William F. Noonan, of Glenwood Springs, and Horace N. Hawkins and William A. Bryans, both of Denver, for plaintiffs in error.

William L. Boatright, Atty. Gen., and Jean S. Breitenstein, Asst Atty. Gen., for the People.

SHEAFOR J.

Plaintiffs in error were defendants in the court below, and will be so referred to here. The defendants were convicted on each of four counts in an information charging them with conspiracy and obtaining money by false pretenses, and were sentenced to imprisonment for a term of not less than 18 months, nor more than 2 years on each count; the sentences to run concurrently. Defendants bring the case here for review.

The record discloses that in March, 1924, an information was filed against the defendants containing four counts. The first, second, and fourth counts charged that defendants had entered into a conspiracy to cheat and defraud the city of Glenwood Springs. The third count charged that, by means of certain false and fraudulent pretenses, defendants obtained from the city of Glenwood Springs the sum of at least $4,000. In April, following, defendants were arraigned upon this information and entered a plea of not guilty.

The record contains 158 assignments of error, but we think the following statement substantially includes and covers all of of them: After the arraignment and plea, defendant Miller filed his motion for a separate trial, which was heard and denied in July of that year. The case was finally set for trial for November 19, 1924. On the latter date the district attorney moved the court for leave to amend the information in many particulars, some of which were as to matters of substance, and others as to form. This motion was granted over the objection of defendants. The record shows that the district attorney then presented an information as amended, but without verification. By reason of the amendments, and especially because some of them were amendments as to substance, the court stated that if defendants desired a continuance of the case it would be granted in order to enable them to meet the amendments, and they were given until the following day to determine whether or not they should ask for further time. On that day they appeared in court and announced themselves ready for trial. The defendants were not rearraigned, and no plea was entered by them to the information as amended. At the conclusion of the evidence, defendants moved for a directed verdict, which was overruled. Defendants then presented certain requests for instructions, among them one numbered 21, which were refused. The court, on its own motion, gave 19 instructions, but in none of them did the court tell the jury what the information contained, or what each count in the information contained, or what the issues were, nor were they told what plea was entered by defendants to the information. No instruction was given as to the presumption of innocence. During the trial certain evidence was admitted and rejected which the defendants claim was error; also, that on one occasion during the trial the court rebuked counsel, which they claim was error. Motions for new trial and in arrest of judgment were overruled. The defendants complain of the foregoing matters, occurring after the plea to the original information, and contend that each of the rulings made against them constitutes reversible error.

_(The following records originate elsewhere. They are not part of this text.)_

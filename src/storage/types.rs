//! Storage types

use std::fmt;
use std::str::FromStr;

use serde::{Deserialize, Serialize};
use uuid::Uuid;

/// Backend selected for an upload at init time
#[derive(Debug, Clone, Copy, PartialEq, Eq, Hash, Serialize, Deserialize)]
#[serde(rename_all = "lowercase")]
pub enum BackendKind {
    Local,
    S3,
    Azure,
}

impl BackendKind {
    pub fn as_str(&self) -> &'static str {
        match self {
            BackendKind::Local => "local",
            BackendKind::S3 => "s3",
            BackendKind::Azure => "azure",
        }
    }
}

impl fmt::Display for BackendKind {
    fn fmt(&self, f: &mut fmt::Formatter<'_>) -> fmt::Result {
        f.write_str(self.as_str())
    }
}

impl FromStr for BackendKind {
    type Err = StorageError;

    fn from_str(s: &str) -> Result<Self, Self::Err> {
        match s.trim().to_ascii_lowercase().as_str() {
            "local" => Ok(BackendKind::Local),
            "s3" => Ok(BackendKind::S3),
            "azure" => Ok(BackendKind::Azure),
            other => Err(StorageError::UnknownBackend(other.to_string())),
        }
    }
}

/// Backend-side resource allocated by `prepare`, persisted with the ledger
/// entry so later requests can address it
#[derive(Debug, Clone, PartialEq, Eq, Serialize, Deserialize)]
pub struct BackendHandle {
    pub upload_id: Uuid,
    pub kind: BackendKind,
    /// Normalized object path / key
    pub key: String,
    /// Backend allocation id (the S3 multipart upload id)
    #[serde(default, skip_serializing_if = "Option::is_none")]
    pub remote_id: Option<String>,
}

/// What a backend staged for one part
#[derive(Debug, Clone, PartialEq, Eq, Serialize, Deserialize)]
pub struct PartReceipt {
    pub part_id: u32,
    pub size: u64,
    /// SHA-256 hex digest
    pub checksum: String,
    #[serde(default, skip_serializing_if = "Option::is_none")]
    pub etag: Option<String>,
}

/// A part as reported by the backend itself
#[derive(Debug, Clone, PartialEq, Eq)]
pub struct RemotePart {
    pub part_id: u32,
    pub size: u64,
    pub etag: Option<String>,
}

#[derive(Debug, thiserror::Error)]
pub enum StorageError {
    #[error("I/O error: {0}")]
    Io(#[from] std::io::Error),

    /// Ledger and backend disagree about which bytes were staged
    #[error("Backend diverged from ledger: {0}")]
    Divergence(String),

    #[error("Part {part_id} is {size} bytes, below the backend minimum of {min}")]
    PartTooSmall { part_id: u32, size: u64, min: u64 },

    #[error("Upload {0} has no staged state on this backend")]
    NotPrepared(Uuid),

    #[error("Backend not available: {0}")]
    Unavailable(BackendKind),

    #[error("Unknown backend: {0}")]
    UnknownBackend(String),

    #[error("Invalid object path: {0}")]
    InvalidPath(String),

    #[error("Remote storage error: {0}")]
    Remote(String),
}

impl StorageError {
    /// Errors meaning the staged parts can never be committed as-is;
    /// anything else may succeed on retry
    pub fn is_verification_failure(&self) -> bool {
        matches!(
            self,
            StorageError::Divergence(_) | StorageError::PartTooSmall { .. }
        )
    }
}

#[cfg(test)]
mod tests {
    use super::*;

    #[test]
    fn test_backend_kind_parsing() {
        assert_eq!("local".parse::<BackendKind>().unwrap(), BackendKind::Local);
        assert_eq!(" S3 ".parse::<BackendKind>().unwrap(), BackendKind::S3);
        assert_eq!("Azure".parse::<BackendKind>().unwrap(), BackendKind::Azure);
        assert!("ftp".parse::<BackendKind>().is_err());

        let json = serde_json::to_string(&BackendKind::Azure).unwrap();
        assert_eq!(json, "\"azure\"");
    }

    #[test]
    fn test_handle_survives_ledger_storage() {
        let handle = BackendHandle {
            upload_id: Uuid::new_v4(),
            kind: BackendKind::S3,
            key: "uploads/backup/db.tar".into(),
            remote_id: Some("mpu-123".into()),
        };
        let stored = serde_json::to_string(&handle).unwrap();
        let back: BackendHandle = serde_json::from_str(&stored).unwrap();
        assert_eq!(back, handle);
    }
}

1. There was no error in denying the motion for a severance. This question has been definitely settled and disposed of adversely to defendants' contention, and we are not disposed to reconsider it. Robinson v. People, 232 P. 672, 76 Colo. 416.

2. It is true that permission was given to amend the information, as to matters of substance, as well as to matters of form; also, it is true that there was no verification to the amended information. Counsel say in their brief that no amended information was presented, and no amendments made to the information, until after the trial, but the record does not seem to bear out this statement. However, whether this be correct or not is immaterial. Their announcement that they were ready for trial, after fully considering the matter of the amendments, amounts to a waiver of whatever rights they may have had in this respect. They made no objection to proceeding with the trial either because of the amendments, or because an amended information was not filed; neither did they object to proceeding upon an unverified amended information. They are therefore not in a position to complain as to those matters.

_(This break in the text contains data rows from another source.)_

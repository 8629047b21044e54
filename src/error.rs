//! Error types for the Vessel server

use axum::{
    http::StatusCode,
    response::{IntoResponse, Response},
    Json,
};
use serde::Serialize;
use thiserror::Error;

use crate::auth::AuthError;
use crate::event_log::{Category, Severity};
use crate::upload::UploadError;

/// Application-wide result type
pub type Result<T> = std::result::Result<T, AppError>;

/// Application error type, one variant per error kind exposed to clients
#[derive(Error, Debug)]
pub enum AppError {
    #[error("{message}")]
    Unauthorized {
        message: String,
        token_expired: bool,
        authenticated: bool,
    },

    #[error("Invalid input: {0}")]
    InvalidInput(String),

    /// Refresh failures never say which half of the credential was wrong
    #[error("The provided token is invalid")]
    InvalidToken,

    #[error("Conflict: {0}")]
    Conflict(String),

    #[error("Not found: {0}")]
    NotFound(String),

    #[error("Upload is incomplete")]
    IncompleteUpload { missing_parts: Vec<u32> },

    #[error("This HTTP method is not supported")]
    MethodNotAllowed,

    #[error("Backend error: {0}")]
    Backend(String),

    #[error("Database error: {0}")]
    Database(#[from] sqlx::Error),
}

impl AppError {
    pub fn unauthorized(token_expired: bool, authenticated: bool) -> Self {
        AppError::Unauthorized {
            message: "You are not authorized to perform this action".to_string(),
            token_expired,
            authenticated,
        }
    }

    /// Machine-readable error kind
    pub fn kind(&self) -> &'static str {
        match self {
            AppError::Unauthorized { .. } => "unauthorized",
            AppError::InvalidInput(_) => "invalid_input",
            AppError::InvalidToken => "invalid_token",
            AppError::Conflict(_) => "conflict",
            AppError::NotFound(_) => "not_found",
            AppError::IncompleteUpload { .. } => "incomplete_upload",
            AppError::MethodNotAllowed => "method_not_allowed",
            AppError::Backend(_) | AppError::Database(_) => "backend_error",
        }
    }

    pub fn status_code(&self) -> StatusCode {
        match self {
            AppError::Unauthorized { .. } => StatusCode::UNAUTHORIZED,
            AppError::InvalidInput(_) | AppError::InvalidToken => StatusCode::BAD_REQUEST,
            AppError::Conflict(_) | AppError::IncompleteUpload { .. } => StatusCode::CONFLICT,
            AppError::NotFound(_) => StatusCode::NOT_FOUND,
            AppError::MethodNotAllowed => StatusCode::METHOD_NOT_ALLOWED,
            AppError::Backend(_) | AppError::Database(_) => StatusCode::INTERNAL_SERVER_ERROR,
        }
    }

    pub fn category(&self) -> Category {
        match self {
            AppError::Unauthorized { .. } | AppError::InvalidToken => Category::Authentication,
            _ => Category::Api,
        }
    }

    pub fn severity(&self) -> Severity {
        if self.status_code().is_server_error() {
            Severity::Error
        } else {
            Severity::Warning
        }
    }

    /// Message safe to show to clients; internals stay in the logs
    fn public_message(&self) -> String {
        match self {
            AppError::Backend(_) | AppError::Database(_) => {
                "An internal error occurred".to_string()
            }
            other => other.to_string(),
        }
    }
}

/// Attached to error responses so the event log middleware can record them
#[derive(Debug, Clone)]
pub struct ErrorRecord {
    pub message: String,
    pub category: Category,
    pub severity: Severity,
}

#[derive(Serialize)]
struct ErrorEnvelope {
    error: ErrorBody,
}

#[derive(Serialize)]
struct ErrorBody {
    kind: &'static str,
    message: String,
    #[serde(skip_serializing_if = "Option::is_none")]
    token_expired: Option<bool>,
    #[serde(skip_serializing_if = "Option::is_none")]
    authenticated: Option<bool>,
    #[serde(skip_serializing_if = "Option::is_none")]
    missing_parts: Option<Vec<u32>>,
}

impl IntoResponse for AppError {
    fn into_response(self) -> Response {
        let status = self.status_code();

        if status.is_server_error() {
            tracing::error!(kind = self.kind(), "Request failed: {}", self);
        } else {
            tracing::debug!(kind = self.kind(), "Request rejected: {}", self);
        }

        let (token_expired, authenticated) = match &self {
            AppError::Unauthorized {
                token_expired,
                authenticated,
                ..
            } => (Some(*token_expired), Some(*authenticated)),
            _ => (None, None),
        };

        let missing_parts = match &self {
            AppError::IncompleteUpload { missing_parts } => Some(missing_parts.clone()),
            _ => None,
        };

        let record = ErrorRecord {
            message: self.to_string(),
            category: self.category(),
            severity: self.severity(),
        };

        let body = Json(ErrorEnvelope {
            error: ErrorBody {
                kind: self.kind(),
                message: self.public_message(),
                token_expired,
                authenticated,
                missing_parts,
            },
        });

        let mut response = (status, body).into_response();
        response.extensions_mut().insert(record);
        response
    }
}

impl From<AuthError> for AppError {
    fn from(err: AuthError) -> Self {
        match err {
            AuthError::InvalidToken => AppError::InvalidToken,
            AuthError::InvalidCredentials => AppError::unauthorized(false, false),
            AuthError::Database(e) => AppError::Database(e),
            AuthError::PasswordHash(msg) => AppError::Backend(msg),
        }
    }
}

impl From<UploadError> for AppError {
    fn from(err: UploadError) -> Self {
        match err {
            UploadError::Unauthorized {
                token_expired,
                authenticated,
            } => AppError::unauthorized(token_expired, authenticated),
            UploadError::InvalidMetadata(msg) => AppError::InvalidInput(msg),
            UploadError::NotFound(id) => AppError::NotFound(format!("Upload {}", id)),
            UploadError::Conflict(msg) => AppError::Conflict(msg),
            UploadError::IncompleteUpload { missing_parts } => {
                AppError::IncompleteUpload { missing_parts }
            }
            UploadError::Backend(msg) => AppError::Backend(msg),
        }
    }
}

3. It is settled law in this jurisdiction that a party cannot be tried, convicted, and sentenced for a criminal offense without arraignment and plea. People v. Lawton, 158 P. 1099, 61 Colo. 566. But that has no application to the facts in the present case. Here defendants had been arraigned and entered a plea to the original information. Whether they should have been rearraigned, and required to plead to those counts in the information which had been amended as to matters of substance, we need not determine. The amendment to the fourth count was clearly as to form, and where such amendment is made no rearraignment and plea is required. Collins v. People, 195 P. 525, 69 Colo. 353, 355. A conviction on the fourth count having resulted, and the sentences running concurrently, the question as to whether defendants should have been rearraigned, on the other counts of the information, becomes immaterial. Quinn v. People, 75 P. 396, 32 Colo. 135; Imboden v. People, 90 P. 608, 40 Colo. 142, 161; Shepherd v. People, 225 P. 221, 75 Colo. 251, 254.

4. The language used by the court to one of defendant's counsel, which defendants claim was a severe and unjustified rebuke, does not constitute error. Almond v. People, 135 P. 783, 55 Colo. 425, 430.

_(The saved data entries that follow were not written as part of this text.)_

//! Local filesystem storage
//!
//! Parts are staged under `<root>/.staging/<upload_id>/part-NNNNNN` and
//! committed by concatenating them into `<root>/.staging/<upload_id>/assembled`,
//! which is then renamed onto `<root>/<key>`. Two uploads to one key never
//! share an intermediate file; the last commit replaces the object whole.

use std::path::{Path, PathBuf};

use tokio::io::AsyncWriteExt;
use uuid::Uuid;

use super::{
    compute_checksum, normalize_object_path, BackendHandle, BackendKind, PartReceipt,
    StorageAdapter, StorageError,
};

const STAGING_DIR: &str = ".staging";

pub struct LocalStorage {
    root: PathBuf,
}

impl LocalStorage {
    pub fn new(root: PathBuf) -> Self {
        Self { root }
    }

    fn staging_dir(&self, upload_id: Uuid) -> PathBuf {
        self.root.join(STAGING_DIR).join(upload_id.to_string())
    }

    fn part_path(&self, upload_id: Uuid, part_id: u32) -> PathBuf {
        self.staging_dir(upload_id).join(format!("part-{:06}", part_id))
    }

    fn assembly_path(&self, upload_id: Uuid) -> PathBuf {
        self.staging_dir(upload_id).join("assembled")
    }

    fn target_path(&self, key: &str) -> Result<PathBuf, StorageError> {
        let key = normalize_object_path(key)?;
        if key == STAGING_DIR || key.starts_with(&format!("{}/", STAGING_DIR)) {
            return Err(StorageError::InvalidPath(key));
        }
        Ok(self.root.join(key))
    }
}

/// Write to a sibling temp file and rename, so readers only ever see a
/// complete file
async fn write_atomically(path: &Path, data: &[u8]) -> Result<(), StorageError> {
    let tmp = path.with_extension(format!("tmp-{}", Uuid::new_v4().simple()));

    let result = async {
        let mut file = tokio::fs::File::create(&tmp).await?;
        file.write_all(data).await?;
        file.sync_all().await?;
        tokio::fs::rename(&tmp, path).await
    }
    .await;

    if result.is_err() {
        let _ = tokio::fs::remove_file(&tmp).await;
    }

    Ok(result?)
}

#[async_trait::async_trait]
impl StorageAdapter for LocalStorage {
    fn kind(&self) -> BackendKind {
        BackendKind::Local
    }

    fn min_part_size(&self) -> u64 {
        1
    }

    async fn prepare(
        &self,
        upload_id: Uuid,
        object_path: &str,
    ) -> Result<BackendHandle, StorageError> {
        let key = normalize_object_path(object_path)?;
        self.target_path(&key)?;

        tokio::fs::create_dir_all(self.staging_dir(upload_id)).await?;

        Ok(BackendHandle {
            upload_id,
            kind: BackendKind::Local,
            key,
            remote_id: None,
        })
    }

    async fn write_part(
        &self,
        handle: &BackendHandle,
        part_id: u32,
        data: &[u8],
    ) -> Result<PartReceipt, StorageError> {
        let staging = self.staging_dir(handle.upload_id);
        if !tokio::fs::try_exists(&staging).await? {
            return Err(StorageError::NotPrepared(handle.upload_id));
        }

        write_atomically(&self.part_path(handle.upload_id, part_id), data).await?;

        tracing::debug!(
            upload_id = %handle.upload_id,
            part_id = part_id,
            size = data.len(),
            "Staged part on local disk"
        );

        Ok(PartReceipt {
            part_id,
            size: data.len() as u64,
            checksum: compute_checksum(data),
            etag: None,
        })
    }

    async fn commit(
        &self,
        handle: &BackendHandle,
        parts: &[PartReceipt],
    ) -> Result<String, StorageError> {
        let target = self.target_path(&handle.key)?;
        if let Some(parent) = target.parent() {
            tokio::fs::create_dir_all(parent).await?;
        }

        let assembly = self.assembly_path(handle.upload_id);

        let assembled = async {
            let mut out = tokio::fs::File::create(&assembly).await?;

            for part in parts {
                let path = self.part_path(handle.upload_id, part.part_id);
                let data = match tokio::fs::read(&path).await {
                    Ok(data) => data,
                    Err(e) if e.kind() == std::io::ErrorKind::NotFound => {
                        return Err(StorageError::Divergence(format!(
                            "part {} is not staged",
                            part.part_id
                        )));
                    }
                    Err(e) => return Err(e.into()),
                };

                if data.len() as u64 != part.size || compute_checksum(&data) != part.checksum {
                    return Err(StorageError::Divergence(format!(
                        "staged part {} does not match its receipt",
                        part.part_id
                    )));
                }

                out.write_all(&data).await?;
            }

            out.sync_all().await?;
            Ok::<(), StorageError>(())
        }
        .await;

        if let Err(e) = assembled {
            let _ = tokio::fs::remove_file(&assembly).await;
            return Err(e);
        }

        tokio::fs::rename(&assembly, &target).await?;

        if let Err(e) = tokio::fs::remove_dir_all(self.staging_dir(handle.upload_id)).await {
            tracing::warn!(upload_id = %handle.upload_id, error = %e, "Failed to remove staging directory");
        }

        tracing::info!(
            upload_id = %handle.upload_id,
            parts = parts.len(),
            target = %target.display(),
            "Committed upload to local disk"
        );

        Ok(target.display().to_string())
    }

    async fn abort(&self, handle: &BackendHandle) {
        match tokio::fs::remove_dir_all(self.staging_dir(handle.upload_id)).await {
            Ok(()) => {
                tracing::debug!(upload_id = %handle.upload_id, "Removed staged parts");
            }
            Err(e) if e.kind() == std::io::ErrorKind::NotFound => {}
            Err(e) => {
                tracing::warn!(upload_id = %handle.upload_id, error = %e, "Failed to remove staged parts");
            }
        }
    }
}

#[cfg(test)]
mod tests {
    use super::*;
    use tempfile::TempDir;

    #[tokio::test]
    async fn test_stage_and_commit() {
        let dir = TempDir::new().unwrap();
        let storage = LocalStorage::new(dir.path().to_path_buf());
        let id = Uuid::new_v4();

        let handle = storage.prepare(id, "backup/db.tar").await.unwrap();
        assert_eq!(storage.prepare(id, "backup/db.tar").await.unwrap(), handle);

        let second = storage.write_part(&handle, 2, b"world").await.unwrap();
        let first = storage.write_part(&handle, 1, b"hello ").await.unwrap();

        let location = storage.commit(&handle, &[first, second]).await.unwrap();
        let written = tokio::fs::read(&location).await.unwrap();
        assert_eq!(written, b"hello world");
        assert!(!dir.path().join(STAGING_DIR).join(id.to_string()).exists());
    }

    #[tokio::test]
    async fn test_rewrite_replaces_whole_part() {
        let dir = TempDir::new().unwrap();
        let storage = LocalStorage::new(dir.path().to_path_buf());
        let handle = storage.prepare(Uuid::new_v4(), "f.bin").await.unwrap();

        storage.write_part(&handle, 1, b"first attempt").await.unwrap();
        let receipt = storage.write_part(&handle, 1, b"retry").await.unwrap();

        let location = storage.commit(&handle, &[receipt]).await.unwrap();
        assert_eq!(tokio::fs::read(location).await.unwrap(), b"retry");
    }

    #[tokio::test]
    async fn test_commit_detects_divergence() {
        let dir = TempDir::new().unwrap();
        let storage = LocalStorage::new(dir.path().to_path_buf());
        let handle = storage.prepare(Uuid::new_v4(), "f.bin").await.unwrap();

        let receipt = storage.write_part(&handle, 1, b"abc").await.unwrap();
        let phantom = PartReceipt {
            part_id: 2,
            size: 3,
            checksum: compute_checksum(b"def"),
            etag: None,
        };

        let err = storage.commit(&handle, &[receipt, phantom]).await.unwrap_err();
        assert!(err.is_verification_failure());
        assert!(!dir.path().join("f.bin").exists());
        assert!(!storage.assembly_path(handle.upload_id).exists());
    }

    #[tokio::test]
    async fn test_concurrent_commits_to_one_key_stay_whole() {
        let dir = TempDir::new().unwrap();
        let storage = LocalStorage::new(dir.path().to_path_buf());

        let first = storage.prepare(Uuid::new_v4(), "shared/f.bin").await.unwrap();
        let second = storage.prepare(Uuid::new_v4(), "shared/f.bin").await.unwrap();

        let a = vec![b'a'; 256 * 1024];
        let b = vec![b'b'; 256 * 1024];
        let mut first_parts = Vec::new();
        let mut second_parts = Vec::new();
        for n in 1..=4 {
            first_parts.push(storage.write_part(&first, n, &a).await.unwrap());
            second_parts.push(storage.write_part(&second, n, &b).await.unwrap());
        }

        let (left, right) = tokio::join!(
            storage.commit(&first, &first_parts),
            storage.commit(&second, &second_parts)
        );
        assert_eq!(left.unwrap(), right.unwrap());

        let written = tokio::fs::read(dir.path().join("shared/f.bin")).await.unwrap();
        assert_eq!(written.len(), 4 * 256 * 1024);
        assert!(written.iter().all(|&c| c == b'a') || written.iter().all(|&c| c == b'b'));
    }

    #[tokio::test]
    async fn test_abort_and_unprepared_writes() {
        let dir = TempDir::new().unwrap();
        let storage = LocalStorage::new(dir.path().to_path_buf());
        let handle = storage.prepare(Uuid::new_v4(), "f.bin").await.unwrap();

        storage.write_part(&handle, 1, b"abc").await.unwrap();
        storage.abort(&handle).await;
        storage.abort(&handle).await;

        assert!(matches!(
            storage.write_part(&handle, 2, b"def").await,
            Err(StorageError::NotPrepared(_))
        ));
    }

    #[tokio::test]
    async fn test_rejects_paths_outside_root() {
        let dir = TempDir::new().unwrap();
        let storage = LocalStorage::new(dir.path().to_path_buf());

        assert!(storage.prepare(Uuid::new_v4(), "../escape").await.is_err());
        assert!(storage.prepare(Uuid::new_v4(), ".staging/x").await.is_err());
    }
}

5. Complaint is made that the court erred in refusing to give defendants' instruction No. 21, which is as follows:

'The jury is instructed that Exhibits 1 to 9, inclusive, purport to be estimates of the work, material and lineal feet of the tunnel constructed. The word 'estimate' means a valuation by the mind without actual measurement, weight, or the like, the valuation being only an opinion or roughly made, very incomplete or imperfect. The word 'estimate' excludes the idea of exact detail.'

They argue that the instruction was a statement...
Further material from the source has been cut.